A Skating Treatise From A Fallen Civil War Soldier


Theodore Winthrop... Why does that name sound vaguely familiar?  I'll give you the abridged version. Winthrop was a descendent of both Governor John Winthrop (one of the leading figures in the founding of the Massachusetts Bay Colony, the second settlement in New England) and Puritan philosopher and theologian Jonathan Edwards. He was a Yale graduate, world traveller and aspiring author. Sadly, in life much of his writings were largely ignored. It was only in death, as one of the very first - and I mean very first - Union soldiers to be killed during the American Civil War, that his writing was published and widely acclaimed.


In his anthology "Life In The Open Air And Other Stories" which was published posthumously two years after his death, Winthrop wrote a passionate treatise about the art of skating:

THE FINE ART OF SKATING

"The world loves to see Great Artists, and expects them to do their duty.

It is hard to treat of this Fine Art by the Art of Fine Writing. Its eloquent motions must be seen.

To skate Fine Art, you must have a Body and a Soul, each of the First Order; otherwise you will never get out of coarse art and skating in one syllable. So much for yourself, the motive power. And your machinery, your smooth-bottomed rockers, the same shape stem and stern, this must be as perfect as the man it moves, and who moves it.

Now suppose you wish to skate so that the critics will say, "See this athlete does his work as Church paints, as Barley draws, as Palmer chisels, as Whittier strikes the lyre, and Longfellow the dulcimer; he is as terse as Emerson, as clever as Holmes, as graceful as Curtis; he is as calm as Seward, as keen as Phillips, as stalwart as Beecher; he is Garibaldi, he is Kit Carson, he is Blondin; he is as complete as the steamboat Metropolis, as Steers's yacht, as Singer's sewing-machine, as Colt's revolver, as the steam-plough, as Civilization." You wish to be so ranked among the people and things that lead the age; consider the qualities you must have, and while you consider, keep your eye on Eichard Wade, for he has them all in perfection.

First, of your physical qualities. You must have lungs, not bellows; and an active heart, not an assortment of sluggish auricles and ventricles. You must have legs, not shanks. Their shape is
unimportant, except that they must not interfere at the knee. You must have muscles, not flabbiness;
sinews like wire; nerves like sunbeams; and a thin layer of flesh to cushion the gable-ends, where you will strike, if you tumble, which, once for all be it said, you must never do. You must be all momentum, and no inertia. You must be one part grace, one force, one agility, and the rest caoutchouc, Manilla hemp, and watch-spring. Your machine, your body, must be thoroughly obedient. It must go just so far and no farther. You have got to be as unerring as a planet holding its own, emphatically, between forces centripetal and centrifugal. Your aplomb must be as absolute as the pounce of a falcon.

So much for a few of the physical qualities necessary to be a Great Artist in Skating.

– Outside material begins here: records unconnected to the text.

//! Per-delivery dispatch.
//!
//! Walks the items of one webhook delivery strictly in order and runs
//! each through normalize, link lookup, anchor resolution and the
//! provider executor. A failing item never blocks the items after it;
//! outcomes are counted and logged, not returned to the provider.

use calhook_core::{WebhookItem, WebhookPayload, normalize, resolve_instance_anchor};
use calhook_provider::executor::{execute_update, recurring_chain, single_chain};
use tracing::{debug, info, warn};

use crate::state::AppState;

/// Outcome counters for one webhook delivery.
#[derive(Debug, Default, Clone, Copy, PartialEq, Eq)]
pub struct DispatchSummary {
    pub updated: usize,
    pub skipped: usize,
    pub failed: usize,
}

enum ItemOutcome {
    Updated,
    Skipped(&'static str),
    Failed(String),
}

/// Process one webhook delivery end to end.
pub async fn process_delivery(state: &AppState, payload: WebhookPayload) -> DispatchSummary {
    let delivery_id = payload.delivery_id().map(str::to_string);
    let mut summary = DispatchSummary::default();

    for item in payload.into_items() {
        match process_item(state, &item).await {
            ItemOutcome::Updated => summary.updated += 1,
            ItemOutcome::Skipped(reason) => {
                debug!(reason, "skipping webhook item");
                summary.skipped += 1;
            }
            ItemOutcome::Failed(reason) => {
                warn!(%reason, "webhook item failed");
                summary.failed += 1;
            }
        }
    }

    info!(
        delivery_id = delivery_id.as_deref().unwrap_or("-"),
        updated = summary.updated,
        skipped = summary.skipped,
        failed = summary.failed,
        "webhook delivery processed"
    );
    summary
}

async fn process_item(state: &AppState, item: &WebhookItem) -> ItemOutcome {
    if !item.trigger.is_actionable() {
        return ItemOutcome::Skipped("trigger is not a create or modify");
    }

    let descriptor = match normalize(&item.event) {
        Ok(descriptor) => descriptor,
        Err(err) if err.is_benign() => return ItemOutcome::Skipped("event has no sub-calendar"),
        Err(err) => return ItemOutcome::Failed(err.to_string()),
    };

    let Some(assignment) = state.config.assign(&descriptor) else {
        return ItemOutcome::Skipped("no link configured for the event's sub-calendars");
    };

    let chain = if descriptor.is_recurring_instance {
        let anchor = match resolve_instance_anchor(&descriptor) {
            Ok(anchor) => anchor,
            Err(err) => return ItemOutcome::Failed(err.to_string()),
        };
        recurring_chain(&descriptor, &assignment, &anchor)
    } else {
        single_chain(&descriptor, &assignment)
    };

    let target_id = descriptor.target_id();
    match execute_update(&state.client, &target_id, chain).await {
        Ok(outcome) => {
            debug!(
                event_id = %target_id,
                shape = %outcome.shape,
                attempts = outcome.attempts,
                sub_calendar = assignment.sub_calendar_id,
                "link written"
            );
            ItemOutcome::Updated
        }
        Err(err) => ItemOutcome::Failed(err.to_string()),
    }
}

#[cfg(test)]
mod tests {
    use super::*;
    use calhook_core::{AppConfig, LinkTable};
    use serde_json::json;

    fn test_state(api_base: &str) -> AppState {
        let config = AppConfig {
            api_base: api_base.to_string(),
            api_key: "test-key".to_string(),
            calendar_id: "ks73ad7816e7a61b3a".to_string(),
            custom_field: "meeting_link".to_string(),
            listen_addr: "127.0.0.1:0".parse().expect("Should parse addr"),
            links: LinkTable::from_iter([
                (14156325, "L1".to_string()),
                (14098383, "https://meet.example.com/retro".to_string()),
            ]),
        };
        AppState::new(config).expect("Should build state")
    }

    fn payload(value: serde_json::Value) -> WebhookPayload {
        serde_json::from_value(value).expect("Should parse payload")
    }

    #[tokio::test]
    async fn dispatch_shape_writes_link_for_recurring_instance() {
        let mut server = mockito::Server::new_async().await;
        let mock = server
            .mock("PUT", "/ks73ad7816e7a61b3a/events/500")
            .match_header("Provider-Token", "test-key")
            .match_body(mockito::Matcher::PartialJson(json!({
                "id": "500",
                "subcalendar_id": 14156325,
                "start_dt": "2023-11-14T22:13:20+00:00",
                "end_dt": "2023-11-14T23:13:20+00:00",
                "ristart_dt": "2023-11-14T22:13:20+00:00",
                "redit": "single",
                "custom": { "meeting_link": { "html": "L1" } }
            })))
            .with_status(200)
            .with_body("{}")
            .create_async()
            .await;

        let state = test_state(&server.url());
        let summary = process_delivery(
            &state,
            payload(json!({
                "id": 8254,
                "calendar": "ks73ad7816e7a61b3a",
                "dispatch": [{
                    "trigger": "event.created",
                    "event": {
                        "id": "500-rid-1700000000",
                        "subcalendar_id": 14156325,
                        "start_dt": "2023-11-14T22:13:20+00:00",
                        "end_dt": "2023-11-14T23:13:20+00:00",
                        "title": "Standup",
                        "custom": {}
                    }
                }]
            })),
        )
        .await;

        assert_eq!(summary.updated, 1);
        assert_eq!(summary.failed, 0);
        mock.assert_async().await;
    }

    #[tokio::test]
    async fn flat_shape_writes_link_for_plain_event() {
        let mut server = mockito::Server::new_async().await;
        let mock = server
            .mock("PUT", "/ks73ad7816e7a61b3a/events/772211")
            .match_body(mockito::Matcher::PartialJson(json!({
                "id": "772211",
                "subcalendar_id": 14098383,
                "custom": {
                    "meeting_link": { "html": "https://meet.example.com/retro" }
                }
            })))
            .with_status(200)
            .with_body("{}")
            .create_async()
            .await;

        let state = test_state(&server.url());
        let summary = process_delivery(
            &state,
            payload(json!({
                "action": "update",
                "event": {
                    "id": 772211,
                    "subcalendar_id": 14098383,
                    "start_dt": "2024-01-05T09:00:00+01:00",
                    "end_dt": "2024-01-05T10:00:00+01:00"
                }
            })),
        )
        .await;

        assert_eq!(summary.updated, 1);
        mock.assert_async().await;
    }

    #[tokio::test]
    async fn unmanaged_event_is_skipped_without_a_write() {
        let mut server = mockito::Server::new_async().await;
        let mock = server
            .mock("PUT", mockito::Matcher::Any)
            .expect(0)
            .create_async()
            .await;

        let state = test_state(&server.url());
        let summary = process_delivery(
            &state,
            payload(json!({
                "action": "create",
                "event": {
                    "id": 772211,
                    "subcalendar_id": 99,
                    "start_dt": "2024-01-05T09:00:00+01:00",
                    "end_dt": "2024-01-05T10:00:00+01:00"
                }
            })),
        )
        .await;

        assert_eq!(summary, DispatchSummary { updated: 0, skipped: 1, failed: 0 });
        mock.assert_async().await;
    }

    #[tokio::test]
    async fn missing_sub_calendar_is_a_quiet_skip() {
        let mut server = mockito::Server::new_async().await;
        let mock = server
            .mock("PUT", mockito::Matcher::Any)
            .expect(0)
            .create_async()
            .await;

        let state = test_state(&server.url());
        let summary = process_delivery(
            &state,
            payload(json!({
                "action": "create",
                "event": {
                    "id": 772211,
                    "start_dt": "2024-01-05T09:00:00+01:00",
                    "end_dt": "2024-01-05T10:00:00+01:00"
                }
            })),
        )
        .await;

        assert_eq!(summary, DispatchSummary { updated: 0, skipped: 1, failed: 0 });
        mock.assert_async().await;
    }

    #[tokio::test]
    async fn one_failing_item_does_not_block_the_next() {
        let mut server = mockito::Server::new_async().await;
        server
            .mock("PUT", "/ks73ad7816e7a61b3a/events/111")
            .with_status(404)
            .create_async()
            .await;
        let ok = server
            .mock("PUT", "/ks73ad7816e7a61b3a/events/222")
            .with_status(200)
            .with_body("{}")
            .expect(1)
            .create_async()
            .await;

        let state = test_state(&server.url());
        let summary = process_delivery(
            &state,
            payload(json!({
                "dispatch": [
                    {
                        "trigger": "event.modified",
                        "event": {
                            "id": 111,
                            "subcalendar_id": 14156325,
                            "start_dt": "2024-01-05T09:00:00+01:00",
                            "end_dt": "2024-01-05T10:00:00+01:00"
                        }
                    },
                    {
                        "trigger": "event.removed",
                        "event": {
                            "id": 555,
                            "subcalendar_id": 14156325,
                            "start_dt": "2024-01-05T09:00:00+01:00",
                            "end_dt": "2024-01-05T10:00:00+01:00"
                        }
                    },
                    {
                        "trigger": "event.modified",
                        "event": {
                            "id": 222,
                            "subcalendar_id": 14156325,
                            "start_dt": "2024-01-05T11:00:00+01:00",
                            "end_dt": "2024-01-05T12:00:00+01:00"
                        }
                    }
                ]
            })),
        )
        .await;

        assert_eq!(summary, DispatchSummary { updated: 1, skipped: 1, failed: 1 });
        ok.assert_async().await;
    }

    #[tokio::test]
    async fn malformed_id_counts_as_a_failure() {
        let mut server = mockito::Server::new_async().await;
        let mock = server
            .mock("PUT", mockito::Matcher::Any)
            .expect(0)
            .create_async()
            .await;

        let state = test_state(&server.url());
        let summary = process_delivery(
            &state,
            payload(json!({
                "action": "update",
                "event": {
                    "id": "garbage-rid-also-garbage",
                    "subcalendar_id": 14156325,
                    "start_dt": "2024-01-05T09:00:00+01:00",
                    "end_dt": "2024-01-05T10:00:00+01:00"
                }
            })),
        )
        .await;

        assert_eq!(summary, DispatchSummary { updated: 0, skipped: 0, failed: 1 });
        mock.assert_async().await;
    }
}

See [Benjamin] Wade, how he shows them!

Now for the moral and intellectual. Pluck is the first - it always is the first quality. Then enthusiasm. Then patience. Then pertinacity. Then a fine aesthetic faculty, in short, good taste. Then an orderly and submissive mind, that can consent to act in accordance with the laws of Art. Circumstances, too, must have been reasonably favourable. That well-known sceptic, the King of tropical Bantam, could not skate, because he had never seen ice and doubted even the existence of solid water. Widdrington, after the Battle of Chevy Chase, could not have skated, because he had no legs, poor fellow. But granted the ice and the legs, then if you begin in the elastic days of youth, when cold does not sting, tumbles do not bruise, and duckings do not wet; if you have pluck and ardour enough to try everything; if you work slowly ahead and stick to it; if you have good taste and a lively invention; if you are a man, and not a lubber; then, in time, you may become a great Skater, just as with equal power and equal pains you may put your grip on any kind of Greatness.

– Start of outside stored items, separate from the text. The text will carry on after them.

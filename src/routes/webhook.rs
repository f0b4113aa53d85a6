//! Webhook ingress endpoint

use axum::{Json, Router, body::Bytes, extract::State, routing::post};
use serde::Serialize;
use tracing::warn;

use calhook_core::WebhookPayload;

use crate::dispatch;
use crate::state::AppState;

pub fn router() -> Router<AppState> {
    Router::new().route("/webhook", post(receive))
}

/// Acknowledgment body; the provider only looks at the status code
#[derive(Serialize)]
struct Ack {
    ok: bool,
}

/// POST /webhook - Accept a delivery, acknowledge, process detached
///
/// The provider re-delivers on any non-2xx answer, and a redelivered
/// payload would fail the same way, so this handler always answers 200:
/// undecodable bodies are logged and dropped, and processing outcomes
/// only ever reach the logs. Decoding happens by hand rather than via
/// the Json extractor so a malformed body cannot turn into a 4xx.
async fn receive(State(state): State<AppState>, body: Bytes) -> Json<Ack> {
    match serde_json::from_slice::<WebhookPayload>(&body) {
        Ok(payload) => {
            tokio::spawn(async move {
                dispatch::process_delivery(&state, payload).await;
            });
        }
        Err(err) => {
            warn!(%err, "undecodable webhook payload");
        }
    }

    Json(Ack { ok: true })
}

#[cfg(test)]
mod tests {
    use super::*;
    use axum::body::Body;
    use axum::http::{Request, StatusCode, header};
    use calhook_core::{AppConfig, LinkTable};
    use tower::ServiceExt;

    fn test_router() -> Router {
        // Nothing listens on port 9; spawned processing fails in the
        // background while the handler's answer is what gets asserted
        let config = AppConfig {
            api_base: "http://127.0.0.1:9".to_string(),
            api_key: "test-key".to_string(),
            calendar_id: "cal".to_string(),
            custom_field: "meeting_link".to_string(),
            listen_addr: "127.0.0.1:0".parse().expect("Should parse addr"),
            links: LinkTable::from_iter([(1, "https://meet.example.com".to_string())]),
        };
        let state = AppState::new(config).expect("Should build state");
        router().with_state(state)
    }

    fn post_webhook(body: &str) -> Request<Body> {
        Request::builder()
            .method("POST")
            .uri("/webhook")
            .header(header::CONTENT_TYPE, "application/json")
            .body(Body::from(body.to_string()))
            .expect("Should build request")
    }

    #[tokio::test]
    async fn acknowledges_a_valid_delivery() {
        let response = test_router()
            .oneshot(post_webhook(
                r#"{"action":"create","event":{"id":1,"subcalendar_id":1,"start_dt":"2024-01-05T09:00:00+00:00","end_dt":"2024-01-05T10:00:00+00:00"}}"#,
            ))
            .await
            .expect("Should get response");

        assert_eq!(response.status(), StatusCode::OK);
    }

    #[tokio::test]
    async fn acknowledges_an_undecodable_delivery() {
        let response = test_router()
            .oneshot(post_webhook("this is not json"))
            .await
            .expect("Should get response");

        assert_eq!(response.status(), StatusCode::OK);
    }

    #[tokio::test]
    async fn acknowledges_an_empty_body() {
        let response = test_router()
            .oneshot(post_webhook(""))
            .await
            .expect("Should get response");

        assert_eq!(response.status(), StatusCode::OK);
    }
}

The technology of skating is imperfect. Few of the great feats, the Big Things, have admitted names. If I attempted to catalogue Wade's achievements, this chapter might become an unintelligible rhapsody. A sheet of paper and a pen-point cannot supply the place of a sheet of ice and a skate-edge. Geometry must have its diagrams. Anatomy its corpus to carve. Skating also refuses to be spiritualized into a Science; it remains an Art, and cannot be expressed in a formula."

Winthrop was clearly of the belief that though skating required great physical tenacity, it was first and foremost an art form. Even if he looked at skating through a different historical lens, he absolutely 'got it.' And take that last sentence: "Skating also refuses to be spiritualized into a Science; it remains an Art, and cannot be expressed in a formula." I think any of us who have laced up a pair of skates and stepped on a blank canvas on ice can relate to that cathartic quality of carving out edges; that sense of skating being about that intangible 'more' than mere athletics. No matter what the era, no matter through whose eyes, skating has always evoked that same sense of magic as it did to this brave author and soldier who helped shape America's future.